### [What is expected]
When you reach the line containing "#[derive(Debug)]" in the records below, start copying exactly, and stop once you have copied the line containing "the developer role".

Saved entries
□ □ □ □

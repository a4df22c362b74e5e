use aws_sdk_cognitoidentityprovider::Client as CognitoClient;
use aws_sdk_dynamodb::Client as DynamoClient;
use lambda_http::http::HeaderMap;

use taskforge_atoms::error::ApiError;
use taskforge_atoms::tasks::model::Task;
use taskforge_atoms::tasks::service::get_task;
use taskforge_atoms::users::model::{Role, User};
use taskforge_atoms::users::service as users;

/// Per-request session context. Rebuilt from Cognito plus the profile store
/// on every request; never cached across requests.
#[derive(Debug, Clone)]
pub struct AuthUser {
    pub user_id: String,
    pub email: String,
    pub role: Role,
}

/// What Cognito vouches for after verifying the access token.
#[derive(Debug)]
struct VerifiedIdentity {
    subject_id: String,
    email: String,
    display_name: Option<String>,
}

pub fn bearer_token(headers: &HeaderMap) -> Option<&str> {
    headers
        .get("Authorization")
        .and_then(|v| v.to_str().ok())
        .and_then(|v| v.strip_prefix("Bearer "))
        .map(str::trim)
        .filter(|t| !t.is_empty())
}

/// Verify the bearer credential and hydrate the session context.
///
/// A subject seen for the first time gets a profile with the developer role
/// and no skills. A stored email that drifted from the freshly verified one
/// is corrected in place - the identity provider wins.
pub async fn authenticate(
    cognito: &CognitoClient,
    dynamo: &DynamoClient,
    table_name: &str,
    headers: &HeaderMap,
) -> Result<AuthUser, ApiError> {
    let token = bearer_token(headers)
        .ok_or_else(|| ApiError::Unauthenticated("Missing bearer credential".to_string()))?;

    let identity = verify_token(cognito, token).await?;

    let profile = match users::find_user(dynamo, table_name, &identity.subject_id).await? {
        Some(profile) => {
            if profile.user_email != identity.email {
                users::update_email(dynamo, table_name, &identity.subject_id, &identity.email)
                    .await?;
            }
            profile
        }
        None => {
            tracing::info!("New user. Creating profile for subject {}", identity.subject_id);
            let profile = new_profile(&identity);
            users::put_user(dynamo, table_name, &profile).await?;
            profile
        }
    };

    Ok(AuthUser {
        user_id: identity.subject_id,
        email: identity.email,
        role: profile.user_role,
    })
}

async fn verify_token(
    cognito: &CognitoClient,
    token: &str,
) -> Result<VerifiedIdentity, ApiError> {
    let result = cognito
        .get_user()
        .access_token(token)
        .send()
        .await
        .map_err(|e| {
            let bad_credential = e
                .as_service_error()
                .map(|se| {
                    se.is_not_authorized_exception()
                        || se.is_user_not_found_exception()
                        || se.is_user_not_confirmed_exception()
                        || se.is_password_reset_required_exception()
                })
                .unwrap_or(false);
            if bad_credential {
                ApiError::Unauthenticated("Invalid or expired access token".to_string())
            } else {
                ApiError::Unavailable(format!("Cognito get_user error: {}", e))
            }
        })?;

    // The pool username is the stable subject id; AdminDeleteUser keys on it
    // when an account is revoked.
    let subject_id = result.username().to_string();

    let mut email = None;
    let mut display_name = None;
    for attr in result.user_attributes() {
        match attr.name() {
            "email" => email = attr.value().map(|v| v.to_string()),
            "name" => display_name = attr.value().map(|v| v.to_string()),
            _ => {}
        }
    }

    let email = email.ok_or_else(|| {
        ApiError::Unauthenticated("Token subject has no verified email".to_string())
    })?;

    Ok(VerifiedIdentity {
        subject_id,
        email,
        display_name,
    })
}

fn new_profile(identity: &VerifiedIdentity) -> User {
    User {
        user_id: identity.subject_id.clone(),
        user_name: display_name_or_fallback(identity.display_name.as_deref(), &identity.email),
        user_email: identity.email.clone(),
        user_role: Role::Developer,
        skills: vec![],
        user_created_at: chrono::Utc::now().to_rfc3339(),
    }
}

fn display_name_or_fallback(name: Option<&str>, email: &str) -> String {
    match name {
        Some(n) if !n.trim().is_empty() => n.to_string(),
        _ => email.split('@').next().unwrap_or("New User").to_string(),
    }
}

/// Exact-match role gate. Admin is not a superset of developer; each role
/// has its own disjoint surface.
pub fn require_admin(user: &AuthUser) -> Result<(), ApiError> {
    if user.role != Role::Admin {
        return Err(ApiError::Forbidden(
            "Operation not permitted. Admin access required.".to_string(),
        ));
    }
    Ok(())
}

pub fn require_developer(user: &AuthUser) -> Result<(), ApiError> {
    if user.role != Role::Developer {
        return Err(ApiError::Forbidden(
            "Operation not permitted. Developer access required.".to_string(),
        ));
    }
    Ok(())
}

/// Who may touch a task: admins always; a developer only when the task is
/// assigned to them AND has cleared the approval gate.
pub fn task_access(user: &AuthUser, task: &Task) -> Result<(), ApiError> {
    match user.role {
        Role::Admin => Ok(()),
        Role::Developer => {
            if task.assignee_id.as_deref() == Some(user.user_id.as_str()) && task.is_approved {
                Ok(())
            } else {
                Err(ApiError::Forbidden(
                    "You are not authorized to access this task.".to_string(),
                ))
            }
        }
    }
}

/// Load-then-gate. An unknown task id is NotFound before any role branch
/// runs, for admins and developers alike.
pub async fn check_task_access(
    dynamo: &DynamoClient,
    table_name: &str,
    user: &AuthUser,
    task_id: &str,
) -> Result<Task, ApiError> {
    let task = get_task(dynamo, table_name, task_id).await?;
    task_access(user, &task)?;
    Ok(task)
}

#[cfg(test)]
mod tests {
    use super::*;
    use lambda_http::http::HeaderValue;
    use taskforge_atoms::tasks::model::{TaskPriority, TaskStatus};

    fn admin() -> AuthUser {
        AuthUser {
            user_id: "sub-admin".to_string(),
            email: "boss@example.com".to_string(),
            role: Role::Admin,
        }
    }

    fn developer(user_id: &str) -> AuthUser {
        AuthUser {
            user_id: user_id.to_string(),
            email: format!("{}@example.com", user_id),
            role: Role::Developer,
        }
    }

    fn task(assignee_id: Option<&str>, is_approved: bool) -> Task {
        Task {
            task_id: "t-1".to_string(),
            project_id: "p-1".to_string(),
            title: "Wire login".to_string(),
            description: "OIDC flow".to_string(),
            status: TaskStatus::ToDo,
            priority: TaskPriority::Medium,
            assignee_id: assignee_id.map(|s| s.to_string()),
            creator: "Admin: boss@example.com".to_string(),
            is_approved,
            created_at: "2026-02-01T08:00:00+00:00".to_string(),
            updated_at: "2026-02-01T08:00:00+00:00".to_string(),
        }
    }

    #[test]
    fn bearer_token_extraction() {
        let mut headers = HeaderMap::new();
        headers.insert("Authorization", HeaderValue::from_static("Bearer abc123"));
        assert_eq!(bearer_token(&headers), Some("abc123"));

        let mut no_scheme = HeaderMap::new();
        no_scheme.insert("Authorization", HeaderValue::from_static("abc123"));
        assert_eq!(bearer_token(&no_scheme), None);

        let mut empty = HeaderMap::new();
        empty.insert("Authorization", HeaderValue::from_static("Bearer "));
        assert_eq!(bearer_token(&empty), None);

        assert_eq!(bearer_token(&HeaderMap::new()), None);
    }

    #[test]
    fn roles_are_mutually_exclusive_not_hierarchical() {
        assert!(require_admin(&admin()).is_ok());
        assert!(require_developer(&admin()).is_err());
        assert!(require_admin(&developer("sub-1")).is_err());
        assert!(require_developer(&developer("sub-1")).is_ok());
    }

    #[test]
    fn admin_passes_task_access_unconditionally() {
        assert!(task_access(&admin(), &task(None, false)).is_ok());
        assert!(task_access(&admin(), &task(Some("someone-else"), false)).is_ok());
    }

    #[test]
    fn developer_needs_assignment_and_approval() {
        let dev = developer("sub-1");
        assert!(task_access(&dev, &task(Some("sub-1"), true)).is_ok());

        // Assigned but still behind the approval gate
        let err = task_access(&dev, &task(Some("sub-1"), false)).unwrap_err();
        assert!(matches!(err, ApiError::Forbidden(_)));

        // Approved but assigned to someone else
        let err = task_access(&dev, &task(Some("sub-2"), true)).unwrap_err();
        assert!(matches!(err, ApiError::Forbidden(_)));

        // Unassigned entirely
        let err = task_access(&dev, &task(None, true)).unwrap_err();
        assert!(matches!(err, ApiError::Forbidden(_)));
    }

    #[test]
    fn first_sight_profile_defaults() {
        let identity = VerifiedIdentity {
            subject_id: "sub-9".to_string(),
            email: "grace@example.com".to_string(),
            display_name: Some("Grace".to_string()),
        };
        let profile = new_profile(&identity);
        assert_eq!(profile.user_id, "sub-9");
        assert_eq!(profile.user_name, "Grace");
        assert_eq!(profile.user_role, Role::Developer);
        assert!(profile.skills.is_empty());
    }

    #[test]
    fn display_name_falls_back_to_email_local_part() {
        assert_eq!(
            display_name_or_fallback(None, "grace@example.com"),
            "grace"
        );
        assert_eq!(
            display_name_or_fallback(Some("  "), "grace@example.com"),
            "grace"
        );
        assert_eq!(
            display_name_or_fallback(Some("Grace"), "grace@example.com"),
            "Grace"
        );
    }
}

□ □ □ □

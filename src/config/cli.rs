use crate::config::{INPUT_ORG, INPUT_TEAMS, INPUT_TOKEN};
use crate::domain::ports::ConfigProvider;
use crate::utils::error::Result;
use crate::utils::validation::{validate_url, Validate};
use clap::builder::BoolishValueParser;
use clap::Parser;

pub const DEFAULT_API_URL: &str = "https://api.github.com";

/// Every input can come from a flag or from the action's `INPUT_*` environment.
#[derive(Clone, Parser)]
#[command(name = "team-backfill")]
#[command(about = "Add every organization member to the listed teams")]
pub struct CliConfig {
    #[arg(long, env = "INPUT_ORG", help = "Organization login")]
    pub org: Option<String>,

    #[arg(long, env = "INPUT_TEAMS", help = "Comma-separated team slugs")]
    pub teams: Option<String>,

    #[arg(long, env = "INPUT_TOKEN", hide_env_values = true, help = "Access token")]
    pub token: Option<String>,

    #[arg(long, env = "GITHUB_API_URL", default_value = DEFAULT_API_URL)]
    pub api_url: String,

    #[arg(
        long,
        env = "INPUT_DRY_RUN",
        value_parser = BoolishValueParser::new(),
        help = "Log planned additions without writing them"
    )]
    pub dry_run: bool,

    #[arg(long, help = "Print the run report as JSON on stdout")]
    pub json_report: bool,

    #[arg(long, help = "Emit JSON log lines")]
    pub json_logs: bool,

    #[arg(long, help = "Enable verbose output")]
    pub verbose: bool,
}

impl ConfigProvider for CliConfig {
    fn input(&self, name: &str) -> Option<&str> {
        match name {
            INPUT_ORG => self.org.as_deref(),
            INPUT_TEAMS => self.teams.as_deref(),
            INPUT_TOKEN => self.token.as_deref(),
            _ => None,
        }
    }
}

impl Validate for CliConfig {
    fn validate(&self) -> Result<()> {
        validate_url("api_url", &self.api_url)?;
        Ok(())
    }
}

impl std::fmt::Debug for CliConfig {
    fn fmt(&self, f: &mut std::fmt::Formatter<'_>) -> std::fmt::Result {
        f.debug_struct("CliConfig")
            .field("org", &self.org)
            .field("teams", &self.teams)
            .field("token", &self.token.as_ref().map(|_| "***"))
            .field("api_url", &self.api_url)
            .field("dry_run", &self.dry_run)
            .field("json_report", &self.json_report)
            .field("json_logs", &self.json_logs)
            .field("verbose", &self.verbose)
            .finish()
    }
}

□ □ □ □

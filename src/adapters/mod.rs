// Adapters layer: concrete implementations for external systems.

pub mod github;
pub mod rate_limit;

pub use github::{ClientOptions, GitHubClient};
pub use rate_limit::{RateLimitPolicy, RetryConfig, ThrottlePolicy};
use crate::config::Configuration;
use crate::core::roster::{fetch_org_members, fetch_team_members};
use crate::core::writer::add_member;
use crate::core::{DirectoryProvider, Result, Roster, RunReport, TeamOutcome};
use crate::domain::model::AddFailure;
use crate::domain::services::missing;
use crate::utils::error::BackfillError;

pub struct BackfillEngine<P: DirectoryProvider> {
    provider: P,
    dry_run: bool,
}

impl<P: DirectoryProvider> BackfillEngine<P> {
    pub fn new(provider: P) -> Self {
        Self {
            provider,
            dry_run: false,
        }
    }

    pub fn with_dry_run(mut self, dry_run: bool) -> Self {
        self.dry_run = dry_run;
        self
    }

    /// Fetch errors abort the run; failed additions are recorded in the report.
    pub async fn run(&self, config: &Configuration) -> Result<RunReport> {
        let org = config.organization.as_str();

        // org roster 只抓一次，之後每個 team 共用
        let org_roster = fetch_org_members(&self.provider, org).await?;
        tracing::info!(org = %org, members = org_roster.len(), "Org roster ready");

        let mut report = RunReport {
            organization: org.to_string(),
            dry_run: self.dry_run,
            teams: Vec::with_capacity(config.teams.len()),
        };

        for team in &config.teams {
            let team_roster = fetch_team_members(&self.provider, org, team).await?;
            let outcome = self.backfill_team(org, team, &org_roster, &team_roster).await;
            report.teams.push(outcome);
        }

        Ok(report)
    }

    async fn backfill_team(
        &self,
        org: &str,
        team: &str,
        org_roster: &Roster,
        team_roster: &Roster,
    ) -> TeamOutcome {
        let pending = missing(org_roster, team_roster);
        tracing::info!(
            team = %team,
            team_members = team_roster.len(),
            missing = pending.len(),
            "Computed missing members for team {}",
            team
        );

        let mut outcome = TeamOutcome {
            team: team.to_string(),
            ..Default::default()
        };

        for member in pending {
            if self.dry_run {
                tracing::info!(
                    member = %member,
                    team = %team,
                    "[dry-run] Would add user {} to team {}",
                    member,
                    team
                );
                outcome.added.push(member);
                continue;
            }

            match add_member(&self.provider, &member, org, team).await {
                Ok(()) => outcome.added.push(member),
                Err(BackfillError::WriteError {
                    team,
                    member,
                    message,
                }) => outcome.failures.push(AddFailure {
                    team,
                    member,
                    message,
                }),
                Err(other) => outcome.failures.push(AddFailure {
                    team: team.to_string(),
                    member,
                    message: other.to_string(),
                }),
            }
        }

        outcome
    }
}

□ □ □ □

### [Problem solution]
#[derive(Debug)]
struct VerifiedIdentity {
    subject_id: String,
    email: String,
    display_name: Option<String>,
}

pub fn bearer_token(headers: &HeaderMap) -> Option<&str> {
    headers
        .get("Authorization")
        .and_then(|v| v.to_str().ok())
        .and_then(|v| v.strip_prefix("Bearer "))
        .map(str::trim)
        .filter(|t| !t.is_empty())
}

/// Verify the bearer credential and hydrate the session context.
///
/// A subject seen for the first time gets a profile with the developer role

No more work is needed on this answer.